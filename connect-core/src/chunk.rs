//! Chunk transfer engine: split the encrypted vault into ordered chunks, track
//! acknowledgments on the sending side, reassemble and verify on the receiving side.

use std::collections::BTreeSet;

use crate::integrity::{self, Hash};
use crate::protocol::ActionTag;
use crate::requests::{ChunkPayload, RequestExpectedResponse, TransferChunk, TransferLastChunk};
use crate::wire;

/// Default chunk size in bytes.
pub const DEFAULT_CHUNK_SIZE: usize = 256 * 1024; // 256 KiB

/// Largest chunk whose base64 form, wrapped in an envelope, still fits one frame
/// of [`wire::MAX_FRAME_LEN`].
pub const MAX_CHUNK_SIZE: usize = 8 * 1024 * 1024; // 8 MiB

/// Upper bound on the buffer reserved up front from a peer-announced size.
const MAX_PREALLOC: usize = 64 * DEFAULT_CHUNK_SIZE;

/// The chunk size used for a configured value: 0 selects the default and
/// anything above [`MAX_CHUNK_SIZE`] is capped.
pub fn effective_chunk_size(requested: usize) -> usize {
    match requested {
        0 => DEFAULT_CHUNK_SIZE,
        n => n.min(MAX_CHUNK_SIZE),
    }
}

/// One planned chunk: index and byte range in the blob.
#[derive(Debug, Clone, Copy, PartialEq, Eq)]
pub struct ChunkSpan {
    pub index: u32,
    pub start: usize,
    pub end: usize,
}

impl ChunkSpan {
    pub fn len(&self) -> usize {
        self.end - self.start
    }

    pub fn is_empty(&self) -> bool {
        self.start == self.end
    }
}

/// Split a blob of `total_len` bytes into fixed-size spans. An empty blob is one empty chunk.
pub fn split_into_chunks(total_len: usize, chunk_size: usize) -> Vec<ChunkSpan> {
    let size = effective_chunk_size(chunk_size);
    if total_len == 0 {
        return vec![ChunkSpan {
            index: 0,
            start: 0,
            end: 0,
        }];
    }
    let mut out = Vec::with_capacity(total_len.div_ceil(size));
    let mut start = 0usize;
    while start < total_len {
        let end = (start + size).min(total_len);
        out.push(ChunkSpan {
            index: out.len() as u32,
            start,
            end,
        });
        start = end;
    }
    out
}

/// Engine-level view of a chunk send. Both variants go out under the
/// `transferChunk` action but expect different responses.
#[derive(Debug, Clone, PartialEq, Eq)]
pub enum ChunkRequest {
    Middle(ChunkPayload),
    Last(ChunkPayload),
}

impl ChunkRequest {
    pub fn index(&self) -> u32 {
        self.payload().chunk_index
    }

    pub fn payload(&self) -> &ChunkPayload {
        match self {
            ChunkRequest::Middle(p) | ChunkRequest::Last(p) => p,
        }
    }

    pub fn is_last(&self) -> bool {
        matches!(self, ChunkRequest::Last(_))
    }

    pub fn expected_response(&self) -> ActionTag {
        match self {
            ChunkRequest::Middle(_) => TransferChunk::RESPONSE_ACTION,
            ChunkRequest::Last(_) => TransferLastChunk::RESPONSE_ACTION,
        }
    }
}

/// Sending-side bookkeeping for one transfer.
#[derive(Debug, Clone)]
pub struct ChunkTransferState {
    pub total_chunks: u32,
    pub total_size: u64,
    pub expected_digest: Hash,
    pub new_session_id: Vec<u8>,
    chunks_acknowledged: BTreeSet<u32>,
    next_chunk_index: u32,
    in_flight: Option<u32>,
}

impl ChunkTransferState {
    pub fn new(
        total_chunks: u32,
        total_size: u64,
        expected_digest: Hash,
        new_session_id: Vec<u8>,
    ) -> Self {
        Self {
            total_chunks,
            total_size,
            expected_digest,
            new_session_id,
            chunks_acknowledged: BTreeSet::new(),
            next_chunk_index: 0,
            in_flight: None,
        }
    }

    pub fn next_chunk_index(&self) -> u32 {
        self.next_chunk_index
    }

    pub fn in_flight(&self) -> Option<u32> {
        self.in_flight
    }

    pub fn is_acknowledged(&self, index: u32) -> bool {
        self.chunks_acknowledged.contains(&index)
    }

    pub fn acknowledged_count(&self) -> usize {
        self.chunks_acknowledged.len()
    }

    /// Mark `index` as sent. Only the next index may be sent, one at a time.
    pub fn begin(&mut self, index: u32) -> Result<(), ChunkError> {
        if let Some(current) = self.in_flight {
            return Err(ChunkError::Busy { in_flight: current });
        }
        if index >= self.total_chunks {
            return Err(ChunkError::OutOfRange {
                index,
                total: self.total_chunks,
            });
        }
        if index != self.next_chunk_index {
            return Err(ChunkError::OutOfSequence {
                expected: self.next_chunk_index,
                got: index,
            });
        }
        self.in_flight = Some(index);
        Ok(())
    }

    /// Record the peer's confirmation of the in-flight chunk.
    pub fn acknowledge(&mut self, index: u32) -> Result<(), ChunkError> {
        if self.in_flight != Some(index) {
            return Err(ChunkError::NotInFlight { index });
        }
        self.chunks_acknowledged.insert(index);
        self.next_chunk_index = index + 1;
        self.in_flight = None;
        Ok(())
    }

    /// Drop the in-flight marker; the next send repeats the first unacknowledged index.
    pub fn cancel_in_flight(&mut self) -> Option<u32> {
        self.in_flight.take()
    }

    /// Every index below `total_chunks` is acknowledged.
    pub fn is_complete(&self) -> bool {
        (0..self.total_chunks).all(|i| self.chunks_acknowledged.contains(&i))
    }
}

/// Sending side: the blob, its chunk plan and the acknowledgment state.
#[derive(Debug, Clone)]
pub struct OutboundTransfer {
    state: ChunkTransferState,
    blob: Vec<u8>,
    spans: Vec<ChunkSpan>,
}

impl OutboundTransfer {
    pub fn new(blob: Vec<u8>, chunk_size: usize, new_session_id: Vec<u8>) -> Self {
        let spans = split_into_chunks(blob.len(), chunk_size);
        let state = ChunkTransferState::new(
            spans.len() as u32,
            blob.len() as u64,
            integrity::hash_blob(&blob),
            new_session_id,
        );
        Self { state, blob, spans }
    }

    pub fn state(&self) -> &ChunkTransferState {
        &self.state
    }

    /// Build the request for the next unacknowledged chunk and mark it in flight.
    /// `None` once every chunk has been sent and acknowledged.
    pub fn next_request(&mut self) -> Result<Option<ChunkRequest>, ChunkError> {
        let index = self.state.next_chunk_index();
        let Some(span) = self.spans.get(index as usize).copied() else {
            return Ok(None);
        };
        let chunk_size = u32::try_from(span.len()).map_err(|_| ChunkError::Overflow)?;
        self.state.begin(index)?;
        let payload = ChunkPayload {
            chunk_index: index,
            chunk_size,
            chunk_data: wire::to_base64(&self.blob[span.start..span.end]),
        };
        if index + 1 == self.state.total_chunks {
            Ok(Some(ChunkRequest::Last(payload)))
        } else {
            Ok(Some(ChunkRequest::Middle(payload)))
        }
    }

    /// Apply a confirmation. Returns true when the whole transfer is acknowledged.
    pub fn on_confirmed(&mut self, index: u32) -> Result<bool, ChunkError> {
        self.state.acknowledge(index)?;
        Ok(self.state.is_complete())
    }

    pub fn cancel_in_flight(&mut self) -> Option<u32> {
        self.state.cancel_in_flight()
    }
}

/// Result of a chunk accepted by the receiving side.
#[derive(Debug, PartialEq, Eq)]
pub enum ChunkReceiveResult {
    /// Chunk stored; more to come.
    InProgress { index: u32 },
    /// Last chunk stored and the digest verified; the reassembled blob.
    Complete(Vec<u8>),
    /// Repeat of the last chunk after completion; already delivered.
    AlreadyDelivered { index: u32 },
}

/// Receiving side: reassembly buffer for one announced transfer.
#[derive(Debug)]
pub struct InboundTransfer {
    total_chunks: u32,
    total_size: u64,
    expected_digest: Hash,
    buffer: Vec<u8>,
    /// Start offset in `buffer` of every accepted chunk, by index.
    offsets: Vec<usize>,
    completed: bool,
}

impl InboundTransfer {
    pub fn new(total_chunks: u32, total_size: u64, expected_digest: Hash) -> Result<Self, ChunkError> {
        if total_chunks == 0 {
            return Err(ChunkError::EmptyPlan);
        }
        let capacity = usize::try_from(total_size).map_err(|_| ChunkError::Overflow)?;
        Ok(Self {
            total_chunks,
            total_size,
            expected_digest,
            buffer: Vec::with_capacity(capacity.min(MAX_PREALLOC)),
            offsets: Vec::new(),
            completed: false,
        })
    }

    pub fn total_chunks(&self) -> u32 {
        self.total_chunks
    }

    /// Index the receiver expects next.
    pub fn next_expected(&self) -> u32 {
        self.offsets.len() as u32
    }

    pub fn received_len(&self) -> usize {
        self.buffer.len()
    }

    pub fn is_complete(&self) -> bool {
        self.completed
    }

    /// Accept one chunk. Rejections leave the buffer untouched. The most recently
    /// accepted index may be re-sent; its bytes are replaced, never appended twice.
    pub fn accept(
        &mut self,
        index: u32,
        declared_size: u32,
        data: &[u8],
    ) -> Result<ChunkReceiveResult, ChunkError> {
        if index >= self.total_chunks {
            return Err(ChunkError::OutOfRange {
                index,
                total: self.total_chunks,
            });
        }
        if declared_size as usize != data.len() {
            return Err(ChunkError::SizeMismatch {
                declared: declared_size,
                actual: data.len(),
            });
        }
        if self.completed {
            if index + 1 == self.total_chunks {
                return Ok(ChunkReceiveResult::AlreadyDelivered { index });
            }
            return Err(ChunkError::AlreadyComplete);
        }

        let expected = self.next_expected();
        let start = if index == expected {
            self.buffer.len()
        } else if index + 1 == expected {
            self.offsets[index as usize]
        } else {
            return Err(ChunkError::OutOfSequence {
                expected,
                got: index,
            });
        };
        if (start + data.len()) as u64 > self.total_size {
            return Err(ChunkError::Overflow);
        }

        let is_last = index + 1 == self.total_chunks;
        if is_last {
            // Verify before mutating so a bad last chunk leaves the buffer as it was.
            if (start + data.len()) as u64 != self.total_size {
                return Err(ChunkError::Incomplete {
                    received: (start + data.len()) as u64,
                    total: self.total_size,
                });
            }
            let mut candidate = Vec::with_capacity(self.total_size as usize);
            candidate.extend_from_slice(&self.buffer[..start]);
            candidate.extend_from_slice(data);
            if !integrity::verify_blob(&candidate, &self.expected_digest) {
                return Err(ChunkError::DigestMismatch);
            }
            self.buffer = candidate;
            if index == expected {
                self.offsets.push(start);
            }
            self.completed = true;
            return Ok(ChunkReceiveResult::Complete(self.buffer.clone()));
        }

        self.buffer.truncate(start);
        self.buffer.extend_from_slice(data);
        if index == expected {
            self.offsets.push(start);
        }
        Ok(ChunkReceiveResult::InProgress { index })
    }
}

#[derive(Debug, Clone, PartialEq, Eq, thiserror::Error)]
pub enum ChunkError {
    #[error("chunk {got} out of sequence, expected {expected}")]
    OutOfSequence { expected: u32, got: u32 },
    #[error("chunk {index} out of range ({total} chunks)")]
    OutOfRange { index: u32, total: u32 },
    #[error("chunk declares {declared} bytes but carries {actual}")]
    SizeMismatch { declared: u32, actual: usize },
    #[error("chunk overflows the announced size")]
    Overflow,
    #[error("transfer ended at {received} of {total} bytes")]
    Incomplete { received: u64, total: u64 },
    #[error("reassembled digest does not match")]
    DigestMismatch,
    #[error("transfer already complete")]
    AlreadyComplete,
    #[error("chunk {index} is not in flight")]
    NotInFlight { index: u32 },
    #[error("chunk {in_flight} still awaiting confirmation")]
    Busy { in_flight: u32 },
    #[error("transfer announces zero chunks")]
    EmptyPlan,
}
§ §
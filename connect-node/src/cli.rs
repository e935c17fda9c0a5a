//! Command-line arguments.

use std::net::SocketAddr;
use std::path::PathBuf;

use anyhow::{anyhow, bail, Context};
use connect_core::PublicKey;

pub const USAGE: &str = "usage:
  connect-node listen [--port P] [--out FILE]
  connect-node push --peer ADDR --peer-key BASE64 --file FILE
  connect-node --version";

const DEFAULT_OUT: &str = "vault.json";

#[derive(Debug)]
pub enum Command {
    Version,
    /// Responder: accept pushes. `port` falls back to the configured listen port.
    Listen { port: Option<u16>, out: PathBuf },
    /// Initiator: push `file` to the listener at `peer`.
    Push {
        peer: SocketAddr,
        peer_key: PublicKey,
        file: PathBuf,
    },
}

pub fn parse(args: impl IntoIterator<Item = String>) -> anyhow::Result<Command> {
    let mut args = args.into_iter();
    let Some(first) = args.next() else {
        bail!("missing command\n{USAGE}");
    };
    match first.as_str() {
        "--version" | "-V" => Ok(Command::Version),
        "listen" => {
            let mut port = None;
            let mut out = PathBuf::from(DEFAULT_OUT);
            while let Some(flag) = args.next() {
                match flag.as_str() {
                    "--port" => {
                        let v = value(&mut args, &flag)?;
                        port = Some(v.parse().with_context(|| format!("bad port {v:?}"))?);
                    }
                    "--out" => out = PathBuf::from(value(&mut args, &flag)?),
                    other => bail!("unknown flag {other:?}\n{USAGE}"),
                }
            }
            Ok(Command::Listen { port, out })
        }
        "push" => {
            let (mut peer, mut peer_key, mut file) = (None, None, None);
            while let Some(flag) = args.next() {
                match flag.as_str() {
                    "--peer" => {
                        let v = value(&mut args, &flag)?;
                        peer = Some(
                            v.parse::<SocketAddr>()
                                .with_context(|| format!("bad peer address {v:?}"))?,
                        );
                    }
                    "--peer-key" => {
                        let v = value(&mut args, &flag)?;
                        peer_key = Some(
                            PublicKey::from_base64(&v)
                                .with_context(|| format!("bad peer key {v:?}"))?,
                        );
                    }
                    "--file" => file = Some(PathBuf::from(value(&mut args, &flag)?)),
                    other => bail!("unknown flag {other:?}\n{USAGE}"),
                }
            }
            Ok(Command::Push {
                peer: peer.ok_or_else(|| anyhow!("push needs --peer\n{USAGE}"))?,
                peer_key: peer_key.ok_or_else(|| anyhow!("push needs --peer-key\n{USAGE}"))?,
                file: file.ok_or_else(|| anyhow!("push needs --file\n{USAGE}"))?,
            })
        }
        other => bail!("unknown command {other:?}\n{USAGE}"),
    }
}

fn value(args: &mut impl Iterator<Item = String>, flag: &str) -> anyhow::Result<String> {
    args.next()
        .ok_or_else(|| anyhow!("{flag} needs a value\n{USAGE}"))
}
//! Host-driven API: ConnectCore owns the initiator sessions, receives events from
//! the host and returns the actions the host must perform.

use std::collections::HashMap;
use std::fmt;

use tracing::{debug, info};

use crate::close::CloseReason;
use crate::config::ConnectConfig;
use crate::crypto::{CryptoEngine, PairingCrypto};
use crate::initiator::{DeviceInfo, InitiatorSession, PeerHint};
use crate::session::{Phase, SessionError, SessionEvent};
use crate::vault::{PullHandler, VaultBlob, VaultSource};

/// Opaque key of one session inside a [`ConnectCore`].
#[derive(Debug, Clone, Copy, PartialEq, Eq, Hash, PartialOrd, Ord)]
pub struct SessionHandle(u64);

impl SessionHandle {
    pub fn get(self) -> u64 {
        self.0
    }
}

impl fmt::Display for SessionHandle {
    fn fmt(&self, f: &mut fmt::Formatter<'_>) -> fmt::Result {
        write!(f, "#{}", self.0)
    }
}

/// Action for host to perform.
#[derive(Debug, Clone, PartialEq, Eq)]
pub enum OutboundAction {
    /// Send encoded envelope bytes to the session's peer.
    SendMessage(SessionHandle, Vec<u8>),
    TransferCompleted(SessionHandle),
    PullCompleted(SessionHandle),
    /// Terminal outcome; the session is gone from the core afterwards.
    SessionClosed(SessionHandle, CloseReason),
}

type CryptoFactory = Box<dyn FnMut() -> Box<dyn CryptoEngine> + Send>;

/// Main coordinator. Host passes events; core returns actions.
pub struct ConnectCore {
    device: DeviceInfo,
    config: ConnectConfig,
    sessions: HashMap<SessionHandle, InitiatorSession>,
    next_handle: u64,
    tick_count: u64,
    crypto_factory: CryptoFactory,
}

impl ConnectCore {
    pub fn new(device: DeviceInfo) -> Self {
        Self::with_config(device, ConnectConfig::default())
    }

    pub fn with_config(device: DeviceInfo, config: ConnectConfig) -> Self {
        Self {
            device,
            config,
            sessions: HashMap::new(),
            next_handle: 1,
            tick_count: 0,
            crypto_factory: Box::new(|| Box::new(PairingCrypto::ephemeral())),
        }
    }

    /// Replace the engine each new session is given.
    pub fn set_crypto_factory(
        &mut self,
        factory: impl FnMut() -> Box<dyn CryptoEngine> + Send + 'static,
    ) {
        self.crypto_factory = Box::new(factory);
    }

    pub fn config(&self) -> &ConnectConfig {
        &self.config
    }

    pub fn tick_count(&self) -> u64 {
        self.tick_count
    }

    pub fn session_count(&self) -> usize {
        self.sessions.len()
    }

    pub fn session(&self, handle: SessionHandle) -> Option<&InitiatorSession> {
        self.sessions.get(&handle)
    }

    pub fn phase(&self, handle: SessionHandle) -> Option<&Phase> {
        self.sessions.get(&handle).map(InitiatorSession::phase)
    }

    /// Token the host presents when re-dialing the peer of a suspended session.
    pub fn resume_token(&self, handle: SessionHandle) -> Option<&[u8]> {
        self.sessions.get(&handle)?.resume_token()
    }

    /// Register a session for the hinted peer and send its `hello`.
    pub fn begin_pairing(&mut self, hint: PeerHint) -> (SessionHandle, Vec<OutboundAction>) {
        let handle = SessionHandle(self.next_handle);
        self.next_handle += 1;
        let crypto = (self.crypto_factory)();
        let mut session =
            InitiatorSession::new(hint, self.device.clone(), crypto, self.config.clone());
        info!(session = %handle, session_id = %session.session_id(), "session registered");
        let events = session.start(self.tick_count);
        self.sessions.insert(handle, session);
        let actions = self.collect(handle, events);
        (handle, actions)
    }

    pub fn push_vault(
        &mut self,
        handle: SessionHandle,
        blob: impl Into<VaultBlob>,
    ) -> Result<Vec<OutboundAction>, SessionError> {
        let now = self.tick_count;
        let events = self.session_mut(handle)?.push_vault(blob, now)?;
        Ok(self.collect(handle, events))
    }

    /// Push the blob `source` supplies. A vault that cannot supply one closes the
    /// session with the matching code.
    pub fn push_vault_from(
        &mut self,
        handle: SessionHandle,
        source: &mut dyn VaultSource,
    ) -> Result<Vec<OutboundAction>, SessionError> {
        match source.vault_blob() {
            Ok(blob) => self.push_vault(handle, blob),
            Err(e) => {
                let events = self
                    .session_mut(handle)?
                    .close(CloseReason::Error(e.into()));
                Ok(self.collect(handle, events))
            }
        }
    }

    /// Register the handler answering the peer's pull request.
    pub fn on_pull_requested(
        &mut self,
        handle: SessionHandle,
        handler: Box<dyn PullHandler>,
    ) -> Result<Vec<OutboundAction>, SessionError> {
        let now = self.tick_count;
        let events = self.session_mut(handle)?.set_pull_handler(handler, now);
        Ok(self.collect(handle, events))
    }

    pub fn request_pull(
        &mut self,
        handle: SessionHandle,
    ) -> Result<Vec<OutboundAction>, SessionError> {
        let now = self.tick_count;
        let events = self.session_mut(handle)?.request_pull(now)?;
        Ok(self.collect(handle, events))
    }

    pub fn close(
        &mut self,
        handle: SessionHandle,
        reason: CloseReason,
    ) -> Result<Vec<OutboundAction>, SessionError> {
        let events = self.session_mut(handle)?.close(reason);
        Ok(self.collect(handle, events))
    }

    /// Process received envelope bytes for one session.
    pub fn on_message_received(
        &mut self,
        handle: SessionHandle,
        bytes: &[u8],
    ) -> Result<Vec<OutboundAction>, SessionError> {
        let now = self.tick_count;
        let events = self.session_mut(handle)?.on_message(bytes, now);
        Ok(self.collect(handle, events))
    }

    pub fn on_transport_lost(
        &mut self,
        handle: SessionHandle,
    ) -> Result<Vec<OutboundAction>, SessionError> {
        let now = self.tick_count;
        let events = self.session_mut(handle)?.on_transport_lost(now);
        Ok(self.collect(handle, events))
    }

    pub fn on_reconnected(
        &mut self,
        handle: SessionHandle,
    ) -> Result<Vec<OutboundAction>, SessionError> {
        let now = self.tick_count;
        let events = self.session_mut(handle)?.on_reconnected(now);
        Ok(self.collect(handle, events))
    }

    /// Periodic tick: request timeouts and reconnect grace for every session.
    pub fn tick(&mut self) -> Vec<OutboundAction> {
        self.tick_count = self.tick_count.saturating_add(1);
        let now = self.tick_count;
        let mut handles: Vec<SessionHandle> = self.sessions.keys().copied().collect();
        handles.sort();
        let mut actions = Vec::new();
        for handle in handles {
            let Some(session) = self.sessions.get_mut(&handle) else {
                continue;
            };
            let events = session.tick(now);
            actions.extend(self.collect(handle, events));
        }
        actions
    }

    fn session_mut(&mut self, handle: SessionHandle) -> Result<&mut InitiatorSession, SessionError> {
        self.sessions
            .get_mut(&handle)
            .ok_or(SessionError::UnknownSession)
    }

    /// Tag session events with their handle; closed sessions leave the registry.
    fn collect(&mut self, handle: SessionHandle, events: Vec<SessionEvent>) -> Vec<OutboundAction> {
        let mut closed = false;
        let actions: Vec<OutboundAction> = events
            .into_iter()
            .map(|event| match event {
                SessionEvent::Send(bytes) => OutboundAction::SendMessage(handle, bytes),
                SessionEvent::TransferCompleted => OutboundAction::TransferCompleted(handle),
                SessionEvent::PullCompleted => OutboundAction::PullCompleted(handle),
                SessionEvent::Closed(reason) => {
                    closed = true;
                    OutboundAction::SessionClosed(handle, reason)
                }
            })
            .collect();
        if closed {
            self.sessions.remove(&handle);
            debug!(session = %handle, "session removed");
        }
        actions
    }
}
§ §
→ **Activity**
When the line with "filename connect-core/src/chunk.rs" is reached in the data above, start copying there, and copy each line exactly until the line with "use crate::wire;" has been copied; copy nothing else.

→ **Answer to this problem**
filename connect-core/src/chunk.rs
//! Chunk transfer engine: split the encrypted vault into ordered chunks, track
//! acknowledgments on the sending side, reassemble and verify on the receiving side.

use std::collections::BTreeSet;

use crate::integrity::{self, Hash};
use crate::protocol::ActionTag;
use crate::requests::{ChunkPayload, RequestExpectedResponse, TransferChunk, TransferLastChunk};
use crate::wire;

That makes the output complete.